Could you reproduce the lines below from the one with "#[derive(Debug, Clone, PartialEq, Serialize)]" through the one with "let mut canvas = SvgCanvas::new(request.width, request.height);"? Keep both ends and add nothing.

Dataset entries START

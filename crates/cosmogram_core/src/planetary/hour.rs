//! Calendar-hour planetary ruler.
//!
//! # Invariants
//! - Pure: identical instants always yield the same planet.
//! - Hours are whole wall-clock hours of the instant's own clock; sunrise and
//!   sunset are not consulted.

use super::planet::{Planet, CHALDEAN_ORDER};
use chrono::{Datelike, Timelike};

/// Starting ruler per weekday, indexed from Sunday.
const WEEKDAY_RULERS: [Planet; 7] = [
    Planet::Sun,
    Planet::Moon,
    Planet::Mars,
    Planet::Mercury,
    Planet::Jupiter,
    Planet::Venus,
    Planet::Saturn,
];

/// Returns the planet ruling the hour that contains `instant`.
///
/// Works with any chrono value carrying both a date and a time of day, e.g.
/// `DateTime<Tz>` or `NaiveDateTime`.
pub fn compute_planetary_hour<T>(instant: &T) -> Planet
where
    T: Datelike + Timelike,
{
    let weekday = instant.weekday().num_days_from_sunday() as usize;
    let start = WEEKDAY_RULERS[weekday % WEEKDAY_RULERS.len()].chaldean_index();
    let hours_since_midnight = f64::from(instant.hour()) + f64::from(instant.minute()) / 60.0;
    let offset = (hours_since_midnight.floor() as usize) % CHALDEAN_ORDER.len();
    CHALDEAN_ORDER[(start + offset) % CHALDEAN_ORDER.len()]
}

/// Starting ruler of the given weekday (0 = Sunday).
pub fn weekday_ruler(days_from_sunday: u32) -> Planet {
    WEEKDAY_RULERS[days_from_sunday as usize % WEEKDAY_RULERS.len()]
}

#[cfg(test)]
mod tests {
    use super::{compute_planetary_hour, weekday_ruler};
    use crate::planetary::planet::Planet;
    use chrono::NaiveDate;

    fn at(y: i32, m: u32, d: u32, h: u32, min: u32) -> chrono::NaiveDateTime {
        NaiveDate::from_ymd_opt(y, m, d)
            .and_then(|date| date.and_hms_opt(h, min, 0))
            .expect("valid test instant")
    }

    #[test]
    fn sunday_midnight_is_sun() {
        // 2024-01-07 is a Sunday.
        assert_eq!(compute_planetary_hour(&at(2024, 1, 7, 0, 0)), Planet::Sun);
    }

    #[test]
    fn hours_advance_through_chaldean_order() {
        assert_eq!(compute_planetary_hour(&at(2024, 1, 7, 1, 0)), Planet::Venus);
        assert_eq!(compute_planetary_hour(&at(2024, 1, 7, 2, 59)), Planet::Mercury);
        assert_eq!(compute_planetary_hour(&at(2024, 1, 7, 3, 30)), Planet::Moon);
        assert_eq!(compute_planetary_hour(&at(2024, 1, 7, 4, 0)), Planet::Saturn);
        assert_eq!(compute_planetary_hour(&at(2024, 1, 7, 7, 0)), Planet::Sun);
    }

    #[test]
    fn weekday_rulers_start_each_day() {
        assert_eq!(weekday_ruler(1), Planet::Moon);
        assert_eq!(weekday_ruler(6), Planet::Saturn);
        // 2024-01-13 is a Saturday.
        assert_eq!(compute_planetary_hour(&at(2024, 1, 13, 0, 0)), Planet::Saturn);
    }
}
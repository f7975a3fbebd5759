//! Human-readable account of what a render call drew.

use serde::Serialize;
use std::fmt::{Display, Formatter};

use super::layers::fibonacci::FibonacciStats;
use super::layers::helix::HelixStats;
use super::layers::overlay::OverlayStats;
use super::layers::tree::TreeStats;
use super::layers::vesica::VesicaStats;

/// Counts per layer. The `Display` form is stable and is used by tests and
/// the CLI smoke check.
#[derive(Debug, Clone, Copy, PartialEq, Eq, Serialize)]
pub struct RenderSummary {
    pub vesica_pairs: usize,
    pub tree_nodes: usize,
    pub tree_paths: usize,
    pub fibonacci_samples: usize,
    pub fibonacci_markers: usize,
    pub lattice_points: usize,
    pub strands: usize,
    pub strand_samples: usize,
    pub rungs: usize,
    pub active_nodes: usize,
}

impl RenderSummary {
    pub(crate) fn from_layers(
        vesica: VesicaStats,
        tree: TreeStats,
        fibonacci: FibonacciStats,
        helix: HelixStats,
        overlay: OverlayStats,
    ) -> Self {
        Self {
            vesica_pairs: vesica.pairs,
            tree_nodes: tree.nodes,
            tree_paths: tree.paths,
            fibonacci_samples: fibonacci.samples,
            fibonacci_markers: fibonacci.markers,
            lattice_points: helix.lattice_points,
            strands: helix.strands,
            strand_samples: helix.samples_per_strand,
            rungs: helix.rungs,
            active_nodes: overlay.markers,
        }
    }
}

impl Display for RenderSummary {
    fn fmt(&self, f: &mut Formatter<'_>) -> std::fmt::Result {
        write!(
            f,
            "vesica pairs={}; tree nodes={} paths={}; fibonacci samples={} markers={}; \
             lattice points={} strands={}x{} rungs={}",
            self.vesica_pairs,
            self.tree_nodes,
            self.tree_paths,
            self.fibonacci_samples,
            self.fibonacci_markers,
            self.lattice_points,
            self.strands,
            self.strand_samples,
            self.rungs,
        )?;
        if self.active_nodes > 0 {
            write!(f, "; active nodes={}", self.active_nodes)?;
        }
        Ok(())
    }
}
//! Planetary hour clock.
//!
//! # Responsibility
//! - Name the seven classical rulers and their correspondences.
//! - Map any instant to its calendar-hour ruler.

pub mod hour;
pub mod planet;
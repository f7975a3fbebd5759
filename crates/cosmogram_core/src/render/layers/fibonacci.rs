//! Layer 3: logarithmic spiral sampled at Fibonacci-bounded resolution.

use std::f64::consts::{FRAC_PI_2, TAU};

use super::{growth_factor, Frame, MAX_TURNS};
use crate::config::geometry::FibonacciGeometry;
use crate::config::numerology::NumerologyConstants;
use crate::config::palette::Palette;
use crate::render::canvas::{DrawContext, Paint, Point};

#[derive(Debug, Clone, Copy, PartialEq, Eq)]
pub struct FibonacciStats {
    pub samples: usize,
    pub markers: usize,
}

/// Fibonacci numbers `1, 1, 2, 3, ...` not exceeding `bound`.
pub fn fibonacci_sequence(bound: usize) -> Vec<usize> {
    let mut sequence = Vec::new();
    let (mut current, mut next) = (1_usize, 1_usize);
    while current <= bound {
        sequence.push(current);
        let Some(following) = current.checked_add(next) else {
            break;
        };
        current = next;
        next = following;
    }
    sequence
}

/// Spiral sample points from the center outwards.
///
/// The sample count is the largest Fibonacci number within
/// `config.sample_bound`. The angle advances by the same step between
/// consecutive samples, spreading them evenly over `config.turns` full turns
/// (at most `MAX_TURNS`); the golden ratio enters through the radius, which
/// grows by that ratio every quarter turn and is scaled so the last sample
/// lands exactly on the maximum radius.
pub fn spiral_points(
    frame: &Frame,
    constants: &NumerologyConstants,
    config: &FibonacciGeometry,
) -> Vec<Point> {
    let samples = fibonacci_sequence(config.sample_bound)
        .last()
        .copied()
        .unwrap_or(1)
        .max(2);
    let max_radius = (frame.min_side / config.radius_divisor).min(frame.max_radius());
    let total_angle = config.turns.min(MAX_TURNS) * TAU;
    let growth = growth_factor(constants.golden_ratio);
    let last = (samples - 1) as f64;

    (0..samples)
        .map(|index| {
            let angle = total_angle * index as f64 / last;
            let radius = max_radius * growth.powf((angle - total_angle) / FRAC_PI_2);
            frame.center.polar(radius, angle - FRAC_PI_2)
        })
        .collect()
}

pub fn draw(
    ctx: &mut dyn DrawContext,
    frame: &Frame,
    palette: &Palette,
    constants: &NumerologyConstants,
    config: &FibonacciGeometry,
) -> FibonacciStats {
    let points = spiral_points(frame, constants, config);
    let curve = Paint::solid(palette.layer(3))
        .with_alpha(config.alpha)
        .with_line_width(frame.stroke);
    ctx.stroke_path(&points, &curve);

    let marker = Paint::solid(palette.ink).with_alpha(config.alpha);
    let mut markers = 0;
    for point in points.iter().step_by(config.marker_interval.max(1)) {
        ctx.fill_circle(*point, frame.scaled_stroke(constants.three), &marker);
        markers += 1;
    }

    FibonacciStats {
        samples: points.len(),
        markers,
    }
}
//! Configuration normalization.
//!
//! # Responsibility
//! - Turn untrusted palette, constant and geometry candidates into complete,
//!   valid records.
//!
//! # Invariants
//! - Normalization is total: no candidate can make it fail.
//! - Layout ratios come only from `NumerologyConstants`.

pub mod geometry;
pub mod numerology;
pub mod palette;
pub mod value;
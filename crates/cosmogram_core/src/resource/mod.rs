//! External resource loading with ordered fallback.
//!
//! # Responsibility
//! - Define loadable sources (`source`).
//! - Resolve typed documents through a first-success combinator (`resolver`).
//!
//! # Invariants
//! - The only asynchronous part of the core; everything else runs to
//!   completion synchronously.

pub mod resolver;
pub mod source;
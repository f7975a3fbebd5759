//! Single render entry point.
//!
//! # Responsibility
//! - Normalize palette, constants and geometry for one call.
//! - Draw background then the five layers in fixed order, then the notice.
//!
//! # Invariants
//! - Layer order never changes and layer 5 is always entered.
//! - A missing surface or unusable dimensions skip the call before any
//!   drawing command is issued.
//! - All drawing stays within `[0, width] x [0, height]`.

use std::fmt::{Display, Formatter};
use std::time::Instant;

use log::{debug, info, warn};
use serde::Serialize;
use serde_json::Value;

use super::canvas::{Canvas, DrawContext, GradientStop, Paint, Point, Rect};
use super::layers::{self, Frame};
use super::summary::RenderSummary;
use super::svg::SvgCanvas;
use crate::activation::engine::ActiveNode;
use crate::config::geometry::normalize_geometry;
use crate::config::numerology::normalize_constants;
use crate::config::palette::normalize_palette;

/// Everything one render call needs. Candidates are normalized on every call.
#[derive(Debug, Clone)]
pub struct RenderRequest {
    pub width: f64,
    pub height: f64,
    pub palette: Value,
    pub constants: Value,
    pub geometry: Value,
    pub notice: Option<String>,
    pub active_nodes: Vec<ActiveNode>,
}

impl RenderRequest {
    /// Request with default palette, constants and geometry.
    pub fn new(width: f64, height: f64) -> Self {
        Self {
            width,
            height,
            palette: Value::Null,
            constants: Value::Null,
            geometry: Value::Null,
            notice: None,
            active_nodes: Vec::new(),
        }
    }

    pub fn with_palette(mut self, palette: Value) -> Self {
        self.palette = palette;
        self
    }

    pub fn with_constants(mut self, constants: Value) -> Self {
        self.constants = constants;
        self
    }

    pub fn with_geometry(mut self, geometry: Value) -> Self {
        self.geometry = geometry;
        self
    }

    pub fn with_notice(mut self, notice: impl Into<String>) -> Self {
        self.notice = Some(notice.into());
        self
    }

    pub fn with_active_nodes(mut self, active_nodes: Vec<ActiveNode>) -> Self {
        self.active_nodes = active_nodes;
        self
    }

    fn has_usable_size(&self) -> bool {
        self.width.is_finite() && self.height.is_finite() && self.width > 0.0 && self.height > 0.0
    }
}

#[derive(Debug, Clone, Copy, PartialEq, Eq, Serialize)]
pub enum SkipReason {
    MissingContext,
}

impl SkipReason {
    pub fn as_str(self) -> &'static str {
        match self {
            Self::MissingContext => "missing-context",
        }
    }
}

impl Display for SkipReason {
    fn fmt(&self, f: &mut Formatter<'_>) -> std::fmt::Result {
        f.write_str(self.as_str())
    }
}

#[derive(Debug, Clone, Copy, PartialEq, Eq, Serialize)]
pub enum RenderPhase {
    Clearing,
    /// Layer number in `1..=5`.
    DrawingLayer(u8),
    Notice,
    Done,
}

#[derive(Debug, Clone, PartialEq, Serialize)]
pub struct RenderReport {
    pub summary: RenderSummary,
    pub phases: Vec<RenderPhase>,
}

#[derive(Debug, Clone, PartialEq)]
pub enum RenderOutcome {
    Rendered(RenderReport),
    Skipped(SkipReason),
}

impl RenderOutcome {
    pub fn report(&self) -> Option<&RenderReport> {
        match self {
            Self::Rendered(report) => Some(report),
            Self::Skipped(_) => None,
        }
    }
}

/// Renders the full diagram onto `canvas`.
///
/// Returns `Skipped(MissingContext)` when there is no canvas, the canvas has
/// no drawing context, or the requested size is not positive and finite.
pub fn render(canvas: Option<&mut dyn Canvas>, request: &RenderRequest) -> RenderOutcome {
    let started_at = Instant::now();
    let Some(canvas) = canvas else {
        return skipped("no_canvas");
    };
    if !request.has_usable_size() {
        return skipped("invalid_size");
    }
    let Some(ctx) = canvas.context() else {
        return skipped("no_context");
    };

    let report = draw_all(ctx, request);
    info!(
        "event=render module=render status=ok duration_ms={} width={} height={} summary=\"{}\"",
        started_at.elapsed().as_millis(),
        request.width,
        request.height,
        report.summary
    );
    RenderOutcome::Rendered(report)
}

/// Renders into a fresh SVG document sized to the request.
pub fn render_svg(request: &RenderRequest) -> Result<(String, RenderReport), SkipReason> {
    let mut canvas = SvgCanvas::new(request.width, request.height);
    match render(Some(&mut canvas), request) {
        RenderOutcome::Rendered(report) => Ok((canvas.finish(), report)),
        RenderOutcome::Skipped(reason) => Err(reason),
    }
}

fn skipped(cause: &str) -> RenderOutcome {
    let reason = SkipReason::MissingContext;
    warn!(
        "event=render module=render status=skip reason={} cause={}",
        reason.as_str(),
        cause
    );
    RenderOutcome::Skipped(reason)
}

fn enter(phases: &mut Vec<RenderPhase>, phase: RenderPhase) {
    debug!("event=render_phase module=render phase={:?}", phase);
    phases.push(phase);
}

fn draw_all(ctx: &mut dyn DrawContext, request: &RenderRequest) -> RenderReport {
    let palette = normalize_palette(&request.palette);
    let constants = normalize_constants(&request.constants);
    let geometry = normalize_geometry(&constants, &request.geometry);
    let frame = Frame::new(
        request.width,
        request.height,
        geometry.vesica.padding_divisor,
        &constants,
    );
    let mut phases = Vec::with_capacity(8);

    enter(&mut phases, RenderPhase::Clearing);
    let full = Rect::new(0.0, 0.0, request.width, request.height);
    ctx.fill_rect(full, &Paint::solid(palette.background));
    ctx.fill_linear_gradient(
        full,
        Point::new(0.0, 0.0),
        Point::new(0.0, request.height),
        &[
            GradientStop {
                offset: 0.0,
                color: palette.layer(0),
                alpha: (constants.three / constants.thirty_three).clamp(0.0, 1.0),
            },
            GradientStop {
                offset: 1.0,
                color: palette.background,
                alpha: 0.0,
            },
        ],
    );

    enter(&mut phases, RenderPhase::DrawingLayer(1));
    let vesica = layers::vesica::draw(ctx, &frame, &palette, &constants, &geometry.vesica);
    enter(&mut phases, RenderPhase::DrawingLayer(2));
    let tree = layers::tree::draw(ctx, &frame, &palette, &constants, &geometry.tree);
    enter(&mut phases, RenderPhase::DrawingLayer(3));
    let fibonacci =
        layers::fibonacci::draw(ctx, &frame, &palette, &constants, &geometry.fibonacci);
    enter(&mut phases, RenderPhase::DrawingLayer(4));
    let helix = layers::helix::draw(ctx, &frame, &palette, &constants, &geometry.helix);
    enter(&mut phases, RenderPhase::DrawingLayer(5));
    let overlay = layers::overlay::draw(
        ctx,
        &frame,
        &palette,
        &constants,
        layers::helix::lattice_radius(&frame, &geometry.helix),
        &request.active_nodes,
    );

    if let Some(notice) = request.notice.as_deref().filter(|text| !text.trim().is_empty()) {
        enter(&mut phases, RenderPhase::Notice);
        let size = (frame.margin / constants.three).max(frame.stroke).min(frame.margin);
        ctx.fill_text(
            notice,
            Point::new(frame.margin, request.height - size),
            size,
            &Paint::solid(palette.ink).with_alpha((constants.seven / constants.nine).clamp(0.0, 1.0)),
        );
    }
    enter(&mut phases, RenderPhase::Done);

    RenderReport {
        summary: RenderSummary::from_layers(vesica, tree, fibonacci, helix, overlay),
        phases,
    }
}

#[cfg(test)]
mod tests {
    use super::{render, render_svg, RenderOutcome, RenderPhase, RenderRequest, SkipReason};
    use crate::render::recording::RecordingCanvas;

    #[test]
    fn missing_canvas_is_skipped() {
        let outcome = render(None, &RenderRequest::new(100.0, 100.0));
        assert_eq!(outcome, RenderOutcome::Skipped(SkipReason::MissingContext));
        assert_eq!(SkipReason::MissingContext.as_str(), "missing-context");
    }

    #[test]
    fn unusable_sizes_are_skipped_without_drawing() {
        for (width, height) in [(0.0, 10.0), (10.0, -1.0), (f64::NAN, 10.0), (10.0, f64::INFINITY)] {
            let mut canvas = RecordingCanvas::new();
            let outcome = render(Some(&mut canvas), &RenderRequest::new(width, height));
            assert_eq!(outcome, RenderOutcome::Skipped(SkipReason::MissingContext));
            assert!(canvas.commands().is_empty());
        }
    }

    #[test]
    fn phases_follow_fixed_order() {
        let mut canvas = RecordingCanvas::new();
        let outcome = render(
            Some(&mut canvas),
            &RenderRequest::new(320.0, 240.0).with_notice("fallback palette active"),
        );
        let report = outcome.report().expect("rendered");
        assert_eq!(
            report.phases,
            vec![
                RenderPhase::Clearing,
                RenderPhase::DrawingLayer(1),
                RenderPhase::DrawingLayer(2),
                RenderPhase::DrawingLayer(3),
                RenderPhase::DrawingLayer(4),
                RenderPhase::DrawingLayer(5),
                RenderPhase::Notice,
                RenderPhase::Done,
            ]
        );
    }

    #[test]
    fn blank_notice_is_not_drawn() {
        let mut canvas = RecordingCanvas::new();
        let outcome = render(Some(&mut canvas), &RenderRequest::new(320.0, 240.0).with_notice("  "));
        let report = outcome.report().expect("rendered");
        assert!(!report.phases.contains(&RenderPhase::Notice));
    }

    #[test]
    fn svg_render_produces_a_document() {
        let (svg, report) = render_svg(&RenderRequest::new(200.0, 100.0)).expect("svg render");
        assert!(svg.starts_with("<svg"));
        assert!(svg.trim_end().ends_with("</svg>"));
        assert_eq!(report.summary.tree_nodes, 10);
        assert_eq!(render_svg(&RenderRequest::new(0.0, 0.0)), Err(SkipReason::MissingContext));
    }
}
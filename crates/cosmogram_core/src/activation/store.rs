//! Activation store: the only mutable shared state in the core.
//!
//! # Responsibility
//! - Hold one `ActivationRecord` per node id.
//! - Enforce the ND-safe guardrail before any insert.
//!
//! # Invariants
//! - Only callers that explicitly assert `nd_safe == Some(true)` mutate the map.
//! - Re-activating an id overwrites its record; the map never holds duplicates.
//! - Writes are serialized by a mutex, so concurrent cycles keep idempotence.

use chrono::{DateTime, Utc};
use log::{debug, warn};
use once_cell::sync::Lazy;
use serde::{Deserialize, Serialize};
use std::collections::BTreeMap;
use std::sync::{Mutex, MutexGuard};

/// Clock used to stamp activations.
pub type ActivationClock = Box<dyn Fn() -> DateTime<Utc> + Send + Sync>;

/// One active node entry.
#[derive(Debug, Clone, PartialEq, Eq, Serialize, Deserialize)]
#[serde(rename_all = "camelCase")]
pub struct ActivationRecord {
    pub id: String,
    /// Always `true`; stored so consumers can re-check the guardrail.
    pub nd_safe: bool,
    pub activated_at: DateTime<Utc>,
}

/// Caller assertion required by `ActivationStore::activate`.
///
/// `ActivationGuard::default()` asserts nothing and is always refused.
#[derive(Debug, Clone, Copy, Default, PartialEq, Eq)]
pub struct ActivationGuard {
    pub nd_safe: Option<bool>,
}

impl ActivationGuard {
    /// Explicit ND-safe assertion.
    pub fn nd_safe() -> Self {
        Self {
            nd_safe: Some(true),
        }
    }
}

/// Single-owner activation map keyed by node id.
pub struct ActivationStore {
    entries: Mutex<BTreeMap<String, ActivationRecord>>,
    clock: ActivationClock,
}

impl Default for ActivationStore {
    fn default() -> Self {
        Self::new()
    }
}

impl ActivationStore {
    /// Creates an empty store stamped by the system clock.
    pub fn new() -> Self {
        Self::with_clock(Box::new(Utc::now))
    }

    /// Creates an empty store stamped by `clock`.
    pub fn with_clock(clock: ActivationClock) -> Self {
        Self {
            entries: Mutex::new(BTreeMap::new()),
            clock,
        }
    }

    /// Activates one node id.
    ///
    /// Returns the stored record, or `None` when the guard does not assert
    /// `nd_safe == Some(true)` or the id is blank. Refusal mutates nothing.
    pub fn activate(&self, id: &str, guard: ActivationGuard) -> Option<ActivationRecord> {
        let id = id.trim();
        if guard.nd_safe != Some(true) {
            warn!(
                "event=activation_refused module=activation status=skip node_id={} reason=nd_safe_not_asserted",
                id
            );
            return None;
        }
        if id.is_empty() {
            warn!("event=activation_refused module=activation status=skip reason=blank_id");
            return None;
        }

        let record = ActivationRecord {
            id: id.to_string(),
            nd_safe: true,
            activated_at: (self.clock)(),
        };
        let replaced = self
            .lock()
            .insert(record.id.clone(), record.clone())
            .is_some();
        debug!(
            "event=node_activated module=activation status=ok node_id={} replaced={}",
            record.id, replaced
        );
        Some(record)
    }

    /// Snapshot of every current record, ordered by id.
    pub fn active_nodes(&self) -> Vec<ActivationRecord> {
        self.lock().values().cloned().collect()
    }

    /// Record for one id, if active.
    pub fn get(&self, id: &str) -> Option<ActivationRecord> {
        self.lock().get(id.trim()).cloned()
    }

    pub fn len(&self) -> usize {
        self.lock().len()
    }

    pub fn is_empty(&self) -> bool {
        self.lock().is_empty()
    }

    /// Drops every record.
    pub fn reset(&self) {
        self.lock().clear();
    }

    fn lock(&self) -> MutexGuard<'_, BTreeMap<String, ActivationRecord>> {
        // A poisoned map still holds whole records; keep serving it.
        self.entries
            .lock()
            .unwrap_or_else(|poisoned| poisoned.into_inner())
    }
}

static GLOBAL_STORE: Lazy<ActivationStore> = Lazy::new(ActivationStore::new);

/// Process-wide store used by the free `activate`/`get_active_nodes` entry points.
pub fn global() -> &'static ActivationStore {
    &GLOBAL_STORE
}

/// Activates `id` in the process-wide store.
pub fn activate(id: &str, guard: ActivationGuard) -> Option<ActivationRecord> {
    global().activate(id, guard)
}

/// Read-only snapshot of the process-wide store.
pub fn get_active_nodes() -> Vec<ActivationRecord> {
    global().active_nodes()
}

Dataset entries END

Output for this exercise
#[derive(Debug, Clone, PartialEq, Serialize)]
pub struct RenderReport {
    pub summary: RenderSummary,
    pub phases: Vec<RenderPhase>,
}

#[derive(Debug, Clone, PartialEq)]
pub enum RenderOutcome {
    Rendered(RenderReport),
    Skipped(SkipReason),
}

impl RenderOutcome {
    pub fn report(&self) -> Option<&RenderReport> {
        match self {
            Self::Rendered(report) => Some(report),
            Self::Skipped(_) => None,
        }
    }
}

/// Renders the full diagram onto `canvas`.
///
/// Returns `Skipped(MissingContext)` when there is no canvas, the canvas has
/// no drawing context, or the requested size is not positive and finite.
pub fn render(canvas: Option<&mut dyn Canvas>, request: &RenderRequest) -> RenderOutcome {
    let started_at = Instant::now();
    let Some(canvas) = canvas else {
        return skipped("no_canvas");
    };
    if !request.has_usable_size() {
        return skipped("invalid_size");
    }
    let Some(ctx) = canvas.context() else {
        return skipped("no_context");
    };

    let report = draw_all(ctx, request);
    info!(
        "event=render module=render status=ok duration_ms={} width={} height={} summary=\"{}\"",
        started_at.elapsed().as_millis(),
        request.width,
        request.height,
        report.summary
    );
    RenderOutcome::Rendered(report)
}

/// Renders into a fresh SVG document sized to the request.
pub fn render_svg(request: &RenderRequest) -> Result<(String, RenderReport), SkipReason> {
    let mut canvas = SvgCanvas::new(request.width, request.height);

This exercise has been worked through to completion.